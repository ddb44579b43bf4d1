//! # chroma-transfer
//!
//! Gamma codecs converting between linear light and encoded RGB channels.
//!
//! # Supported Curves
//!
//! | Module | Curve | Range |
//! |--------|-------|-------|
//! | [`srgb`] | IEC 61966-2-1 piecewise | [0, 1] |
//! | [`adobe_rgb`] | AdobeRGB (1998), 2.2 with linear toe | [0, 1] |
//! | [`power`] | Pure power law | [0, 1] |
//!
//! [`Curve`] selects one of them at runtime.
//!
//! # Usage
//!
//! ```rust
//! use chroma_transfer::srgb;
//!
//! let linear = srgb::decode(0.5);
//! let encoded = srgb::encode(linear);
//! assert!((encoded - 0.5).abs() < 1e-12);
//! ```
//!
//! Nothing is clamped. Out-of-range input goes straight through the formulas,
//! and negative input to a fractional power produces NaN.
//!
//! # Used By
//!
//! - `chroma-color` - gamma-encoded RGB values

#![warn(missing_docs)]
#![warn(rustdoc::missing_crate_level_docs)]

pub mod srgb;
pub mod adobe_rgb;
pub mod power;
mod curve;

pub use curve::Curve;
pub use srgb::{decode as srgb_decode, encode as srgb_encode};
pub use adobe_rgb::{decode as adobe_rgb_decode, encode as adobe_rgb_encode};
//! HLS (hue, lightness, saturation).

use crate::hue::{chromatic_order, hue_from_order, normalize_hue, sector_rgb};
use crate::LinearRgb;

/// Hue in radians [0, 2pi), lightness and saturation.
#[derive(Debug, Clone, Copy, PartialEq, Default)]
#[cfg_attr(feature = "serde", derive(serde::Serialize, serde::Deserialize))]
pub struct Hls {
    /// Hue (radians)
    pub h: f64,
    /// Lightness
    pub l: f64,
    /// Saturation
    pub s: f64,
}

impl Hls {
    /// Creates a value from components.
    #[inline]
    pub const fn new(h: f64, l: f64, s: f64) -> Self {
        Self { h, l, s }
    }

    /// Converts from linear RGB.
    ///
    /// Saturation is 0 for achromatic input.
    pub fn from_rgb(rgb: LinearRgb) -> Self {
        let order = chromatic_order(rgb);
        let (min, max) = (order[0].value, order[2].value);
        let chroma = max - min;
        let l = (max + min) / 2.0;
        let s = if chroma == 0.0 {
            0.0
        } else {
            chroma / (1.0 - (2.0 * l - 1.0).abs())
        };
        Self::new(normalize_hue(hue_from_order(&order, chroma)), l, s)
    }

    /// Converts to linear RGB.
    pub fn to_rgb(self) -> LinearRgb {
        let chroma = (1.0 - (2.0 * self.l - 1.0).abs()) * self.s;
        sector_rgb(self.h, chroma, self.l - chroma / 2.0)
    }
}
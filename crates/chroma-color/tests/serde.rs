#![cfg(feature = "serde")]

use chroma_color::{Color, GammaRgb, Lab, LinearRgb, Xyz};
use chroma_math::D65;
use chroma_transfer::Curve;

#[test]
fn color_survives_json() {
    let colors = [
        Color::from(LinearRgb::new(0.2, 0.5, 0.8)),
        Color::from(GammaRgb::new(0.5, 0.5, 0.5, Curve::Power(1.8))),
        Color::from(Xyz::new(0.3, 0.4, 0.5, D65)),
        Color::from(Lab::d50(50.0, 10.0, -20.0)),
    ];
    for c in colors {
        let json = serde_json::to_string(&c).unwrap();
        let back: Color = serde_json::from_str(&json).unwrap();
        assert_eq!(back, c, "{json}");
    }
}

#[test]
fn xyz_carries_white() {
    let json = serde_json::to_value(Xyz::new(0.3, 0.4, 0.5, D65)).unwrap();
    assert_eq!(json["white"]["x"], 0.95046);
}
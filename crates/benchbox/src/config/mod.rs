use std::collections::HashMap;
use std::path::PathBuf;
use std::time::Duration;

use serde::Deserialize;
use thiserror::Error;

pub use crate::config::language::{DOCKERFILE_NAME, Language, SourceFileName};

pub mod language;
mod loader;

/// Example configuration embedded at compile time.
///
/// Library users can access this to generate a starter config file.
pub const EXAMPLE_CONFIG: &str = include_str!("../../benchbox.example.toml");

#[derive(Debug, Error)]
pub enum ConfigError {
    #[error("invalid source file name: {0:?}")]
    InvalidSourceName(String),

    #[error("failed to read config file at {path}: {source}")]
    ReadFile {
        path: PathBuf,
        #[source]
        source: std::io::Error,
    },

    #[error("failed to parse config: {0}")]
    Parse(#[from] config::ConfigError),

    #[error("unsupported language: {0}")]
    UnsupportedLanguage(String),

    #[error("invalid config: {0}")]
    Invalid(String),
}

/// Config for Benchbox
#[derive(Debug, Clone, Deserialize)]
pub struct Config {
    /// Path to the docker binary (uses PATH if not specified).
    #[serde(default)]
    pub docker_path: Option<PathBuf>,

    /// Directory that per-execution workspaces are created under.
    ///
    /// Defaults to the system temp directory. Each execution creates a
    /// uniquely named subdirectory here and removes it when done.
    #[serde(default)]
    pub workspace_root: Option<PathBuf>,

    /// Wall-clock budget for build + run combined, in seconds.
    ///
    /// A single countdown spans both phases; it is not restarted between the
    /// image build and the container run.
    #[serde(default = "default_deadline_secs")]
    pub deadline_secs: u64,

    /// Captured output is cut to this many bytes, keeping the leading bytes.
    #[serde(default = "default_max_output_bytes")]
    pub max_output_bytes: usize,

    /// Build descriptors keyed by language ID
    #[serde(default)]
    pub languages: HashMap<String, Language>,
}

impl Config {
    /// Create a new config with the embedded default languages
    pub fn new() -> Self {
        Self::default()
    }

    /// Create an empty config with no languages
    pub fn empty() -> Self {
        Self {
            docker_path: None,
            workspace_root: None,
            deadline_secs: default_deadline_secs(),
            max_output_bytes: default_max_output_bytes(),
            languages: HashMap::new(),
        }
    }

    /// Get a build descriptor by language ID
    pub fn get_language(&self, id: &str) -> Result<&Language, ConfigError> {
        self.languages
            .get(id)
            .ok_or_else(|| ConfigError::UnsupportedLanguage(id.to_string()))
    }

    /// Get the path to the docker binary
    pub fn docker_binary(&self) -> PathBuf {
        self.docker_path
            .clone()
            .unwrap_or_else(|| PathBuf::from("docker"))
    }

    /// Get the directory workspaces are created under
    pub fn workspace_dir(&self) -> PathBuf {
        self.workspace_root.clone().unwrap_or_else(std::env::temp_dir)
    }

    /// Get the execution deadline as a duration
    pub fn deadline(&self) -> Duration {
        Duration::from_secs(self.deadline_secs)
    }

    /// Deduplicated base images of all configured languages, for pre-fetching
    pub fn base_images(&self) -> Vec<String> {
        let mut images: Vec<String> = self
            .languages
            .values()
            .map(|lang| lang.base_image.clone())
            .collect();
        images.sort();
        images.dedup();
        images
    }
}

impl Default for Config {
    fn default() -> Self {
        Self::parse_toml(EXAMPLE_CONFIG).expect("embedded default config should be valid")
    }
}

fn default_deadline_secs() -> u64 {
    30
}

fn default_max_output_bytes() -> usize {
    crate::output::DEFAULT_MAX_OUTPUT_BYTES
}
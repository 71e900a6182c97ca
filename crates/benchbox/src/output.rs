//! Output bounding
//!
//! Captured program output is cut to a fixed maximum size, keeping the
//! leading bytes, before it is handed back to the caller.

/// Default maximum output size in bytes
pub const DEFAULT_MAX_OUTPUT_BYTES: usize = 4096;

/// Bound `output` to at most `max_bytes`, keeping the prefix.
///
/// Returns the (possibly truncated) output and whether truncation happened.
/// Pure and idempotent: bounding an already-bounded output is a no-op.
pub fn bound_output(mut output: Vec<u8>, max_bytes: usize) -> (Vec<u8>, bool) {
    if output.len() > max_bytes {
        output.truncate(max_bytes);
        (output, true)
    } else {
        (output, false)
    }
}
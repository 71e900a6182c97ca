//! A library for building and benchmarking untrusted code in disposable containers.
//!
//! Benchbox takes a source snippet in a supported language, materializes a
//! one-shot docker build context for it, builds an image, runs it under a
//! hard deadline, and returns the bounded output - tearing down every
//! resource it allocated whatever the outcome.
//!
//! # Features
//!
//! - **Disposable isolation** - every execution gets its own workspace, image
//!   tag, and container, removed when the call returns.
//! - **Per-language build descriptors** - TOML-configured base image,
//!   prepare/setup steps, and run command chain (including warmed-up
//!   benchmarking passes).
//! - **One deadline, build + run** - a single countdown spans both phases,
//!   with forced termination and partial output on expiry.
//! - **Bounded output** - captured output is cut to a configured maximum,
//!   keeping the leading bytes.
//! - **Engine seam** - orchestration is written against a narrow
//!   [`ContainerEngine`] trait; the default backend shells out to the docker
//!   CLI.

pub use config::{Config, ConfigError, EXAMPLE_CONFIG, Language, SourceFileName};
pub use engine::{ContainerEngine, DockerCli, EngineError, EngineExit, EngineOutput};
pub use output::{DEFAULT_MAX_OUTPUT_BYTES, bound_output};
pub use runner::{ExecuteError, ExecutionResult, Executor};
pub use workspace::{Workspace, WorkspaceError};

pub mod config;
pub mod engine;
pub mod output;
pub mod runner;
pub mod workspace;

================

### Task details
Lines of the data that include the string "decode" are to be counted; report the total by itself.

### Completed exercise
3